The Data matching software does record linking, object identification and entity resolution. It finds connections between data elements. For instance name and address, the software rapidly removes all the duplicate entries from the database. The powerful matching engine identifies the linked records based on similarities or similar records that contain keyboard errors, or missing words, additional words, nicknames or name variations in different cultures. In the worst case scenario, every record in a database is to be compared to all the other records on the other database. Such tasks are computationally expensive and tough to be accomplished in feasible time.

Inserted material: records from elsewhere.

//! Quote data model.
//!
//! A [`QuoteTable`] maps asset ids to their latest [`AssetQuote`].  It is
//! backed by a [`BTreeMap`] so iteration order is deterministic; the
//! renderer re-sorts by price on every pass anyway.

use std::collections::BTreeMap;

/// Price, change and display symbol of one asset at a point in time.
#[derive(Debug, Clone, PartialEq)]
pub struct AssetQuote {
    /// Asset identifier as understood by the price API (e.g. `"bitcoin"`).
    pub id: String,
    /// Price in USD.  Never negative.
    pub price: f64,
    /// Signed percent change.
    pub percent_change: f64,
    /// Short display symbol (3-4 characters).
    pub symbol: String,
}

impl AssetQuote {
    pub fn new(
        id: impl Into<String>,
        price: f64,
        percent_change: f64,
        symbol: impl Into<String>,
    ) -> Self {
        Self {
            id: id.into(),
            price,
            percent_change,
            symbol: symbol.into(),
        }
    }

    /// Derive a display symbol from an asset id: the first three
    /// characters, upper-cased.
    pub fn symbol_for(id: &str) -> String {
        id.chars().take(3).flat_map(|c| c.to_uppercase()).collect()
    }
}

/// Mapping from asset id to [`AssetQuote`].
#[derive(Debug, Clone, Default, PartialEq)]
pub struct QuoteTable {
    inner: BTreeMap<String, AssetQuote>,
}

impl QuoteTable {
    pub fn new() -> Self {
        Self::default()
    }

    /// Insert (or replace) the quote for `quote.id`.
    pub fn insert(&mut self, quote: AssetQuote) {
        self.inner.insert(quote.id.clone(), quote);
    }

    pub fn get(&self, id: &str) -> Option<&AssetQuote> {
        self.inner.get(id)
    }

    pub fn len(&self) -> usize {
        self.inner.len()
    }

    pub fn is_empty(&self) -> bool {
        self.inner.is_empty()
    }

    /// Iterate quotes in asset-id order.
    pub fn iter(&self) -> impl Iterator<Item = &AssetQuote> {
        self.inner.values()
    }

    /// All asset ids in the table.
    pub fn ids(&self) -> Vec<String> {
        self.inner.keys().cloned().collect()
    }

    /// Quotes sorted by price, highest first.  Equal prices fall back to
    /// ascending asset id.
    pub fn sorted_by_price(&self) -> Vec<&AssetQuote> {
        let mut quotes: Vec<&AssetQuote> = self.inner.values().collect();
        quotes.sort_by(|a, b| b.price.total_cmp(&a.price).then_with(|| a.id.cmp(&b.id)));
        quotes
    }
}

impl FromIterator<AssetQuote> for QuoteTable {
    fn from_iter<I: IntoIterator<Item = AssetQuote>>(iter: I) -> Self {
        let mut table = Self::new();
        for quote in iter {
            table.insert(quote);
        }
        table
    }
}

/// The built-in table shown before the first successful fetch.
///
/// Retained indefinitely if every fetch fails.
#[derive(Debug, Clone, PartialEq)]
pub struct DefaultQuoteTable(QuoteTable);

impl DefaultQuoteTable {
    /// Wrap an arbitrary table as the fallback.
    pub fn new(table: QuoteTable) -> Self {
        Self(table)
    }

    /// The compiled-in placeholder values.
    pub fn builtin() -> Self {
        let rows: [(&str, f64, f64, &str); 11] = [
            ("bitcoin", 20000.0, 2.87, "BIT"),
            ("ethereum", 1500.0, 0.57, "ETH"),
            ("dogecoin", 0.06, -2.33, "DOG"),
            ("ripple", 0.3, 0.77, "RIP"),
            ("litecoin", 60.0, -3.63, "LIT"),
            ("polkadot", 5.0, -2.04, "POL"),
            ("cardano", 0.35, 2.04, "CAR"),
            ("solana", 20.0, -2.62, "SOL"),
            ("tron", 0.08, 1.97, "TRO"),
            ("monero", 150.0, 3.06, "MON"),
            ("shiba-inu", 1.0, -4.46, "XRP"),
        ];
        Self(
            rows.into_iter()
                .map(|(id, price, change, symbol)| AssetQuote::new(id, price, change, symbol))
                .collect(),
        )
    }

    pub fn table(&self) -> &QuoteTable {
        &self.0
    }

    pub fn into_table(self) -> QuoteTable {
        self.0
    }
}

impl Default for DefaultQuoteTable {
    fn default() -> Self {
        Self::builtin()
    }
}

#[cfg(test)]
mod tests {
    use super::*;

    #[test]
    fn symbol_is_first_three_chars_uppercased() {
        assert_eq!(AssetQuote::symbol_for("bitcoin"), "BIT");
        assert_eq!(AssetQuote::symbol_for("shiba-inu"), "SHI");
        assert_eq!(AssetQuote::symbol_for("op"), "OP");
    }

    #[test]
    fn insert_replaces_existing_id() {
        let mut t = QuoteTable::new();
        t.insert(AssetQuote::new("btc", 1.0, 0.0, "BTC"));
        t.insert(AssetQuote::new("btc", 2.0, 0.0, "BTC"));
        assert_eq!(t.len(), 1);
        assert_eq!(t.get("btc").unwrap().price, 2.0);
    }

    #[test]
    fn sorted_by_price_descending() {
        let t: QuoteTable = vec![
            AssetQuote::new("a", 1.0, 0.0, "A"),
            AssetQuote::new("b", 300.0, 0.0, "B"),
            AssetQuote::new("c", 20.0, 0.0, "C"),
        ]
        .into_iter()
        .collect();
        let ids: Vec<&str> = t.sorted_by_price().iter().map(|q| q.id.as_str()).collect();
        assert_eq!(ids, vec!["b", "c", "a"]);
    }

    #[test]
    fn equal_prices_tie_break_by_id() {
        let t: QuoteTable = vec![
            AssetQuote::new("zeta", 5.0, 0.0, "ZET"),
            AssetQuote::new("alpha", 5.0, 0.0, "ALP"),
            AssetQuote::new("mid", 5.0, 0.0, "MID"),
        ]
        .into_iter()
        .collect();
        let ids: Vec<&str> = t.sorted_by_price().iter().map(|q| q.id.as_str()).collect();
        assert_eq!(ids, vec!["alpha", "mid", "zeta"]);
    }

    #[test]
    fn builtin_defaults_cover_eleven_assets() {
        let d = DefaultQuoteTable::builtin();
        assert_eq!(d.table().len(), 11);
        let btc = d.table().get("bitcoin").unwrap();
        assert_eq!(btc.price, 20000.0);
        assert_eq!(btc.symbol, "BIT");
        assert!(d.table().iter().all(|q| q.price >= 0.0));
    }
}
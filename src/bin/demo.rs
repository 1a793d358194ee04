//! Offline demo: the real widget fed by an in-process random walk instead
//! of the CoinGecko API.  Prices drift a little on every fetch, roughly one
//! in five fetches fails so the stale-data path is visible too.
//!
//! Run with:
//!     RUST_LOG=debug cargo run --bin cryptogrid-demo
//!
//! Right-click (Ctrl-click on macOS) and pick "Close" to quit.

use cryptogrid::api::{FetchError, SimplePriceResponse};
use cryptogrid::config::WidgetConfig;
use cryptogrid::platform::Platform;
use cryptogrid::quote::DefaultQuoteTable;
use cryptogrid::refresh::Countdown;
use cryptogrid::source::PriceSource;
use cryptogrid::traits::PriceApi;
use cryptogrid::widget::WidgetState;
use rand::Rng;
use std::cell::RefCell;
use std::collections::BTreeMap;
use std::time::Duration;

/// Seconds between fetches; short so the demo is lively.
const INTERVAL_SECS: u64 = 5;
/// Max relative price move per fetch.
const MAX_STEP: f64 = 0.03;
const FAILURE_RATE: f64 = 0.2;

/// Random-walk price feed seeded from the built-in defaults.
struct RandomWalkApi {
    prices: RefCell<BTreeMap<String, f64>>,
}

impl RandomWalkApi {
    fn new(defaults: &DefaultQuoteTable) -> Self {
        Self {
            prices: RefCell::new(
                defaults
                    .table()
                    .iter()
                    .map(|q| (q.id.clone(), q.price))
                    .collect(),
            ),
        }
    }
}

impl PriceApi for RandomWalkApi {
    fn simple_price(&self, ids: &[String]) -> Result<SimplePriceResponse, FetchError> {
        let mut rng = rand::thread_rng();
        if rng.gen_bool(FAILURE_RATE) {
            return Err(FetchError::Status(429));
        }
        let mut prices = self.prices.borrow_mut();
        let quotes: Vec<(String, f64)> = ids
            .iter()
            .filter_map(|id| {
                let price = prices.get_mut(id)?;
                *price *= 1.0 + rng.gen_range(-MAX_STEP..=MAX_STEP);
                Some((id.clone(), *price))
            })
            .collect();
        Ok(SimplePriceResponse::new(quotes))
    }
}

fn main() {
    env_logger::init();

    let defaults = DefaultQuoteTable::builtin();
    let api = RandomWalkApi::new(&defaults);
    let interval = Duration::from_secs(INTERVAL_SECS);
    let source = PriceSource::new(api, defaults.table().ids(), interval, defaults);
    let state = WidgetState::new(source, Countdown::new(interval));

    let config = WidgetConfig {
        title: "cryptogrid demo".into(),
        ..WidgetConfig::default()
    };

    eprintln!("Demo widget running: prices random-walk every {}s.", INTERVAL_SECS);
    if let Err(e) = cryptogrid::widget::gtk::run_main_loop(
        state,
        interval,
        &config,
        Platform::detect(None),
        None,
    ) {
        eprintln!("{}", e);
        std::process::exit(1);
    }
}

The benefits of matching data are many, as it helps improves working, efficiency and reduces time spent in manually DE-duping or DE-duplicating contacts. This increases the database reliability and integrity by warranting the accuracy of the data. It also combines data from the number of distinct dissimilar sources. All the records are combined into one error-less record within the database in real time. This improves the customer management with complete views across various departments and databases. It also enables data-driven business decisions by means of better profiling capabilities of customers. It also improves business intelligence with data accuracy.

It has been seen that based on Global Data Quality Research 2016, 90 per cent of the financial institutions consider ever-increasing policies have driven the call for improved data analytic and management. 99 per cent marketers want to convert data to insight. Inaccurate data is undermining the ability to provide an excellent experience as found by 76 per cent of financial institutions. The process of matching data can be done in batches as well as real time. It can be done ad hoc when required. It can match records created instantly and determines if it is a duplicate. It eliminated typos, nick names, suffixes or acronyms and works on sophisticated name matching. Its usage has been found in e-commerce, business mailing lists, computing, healthcare, online fraud detection, and National census. Even though matching data have its challenges and complications as data comes from different sources, formats, age, errors, as well as unpredictability.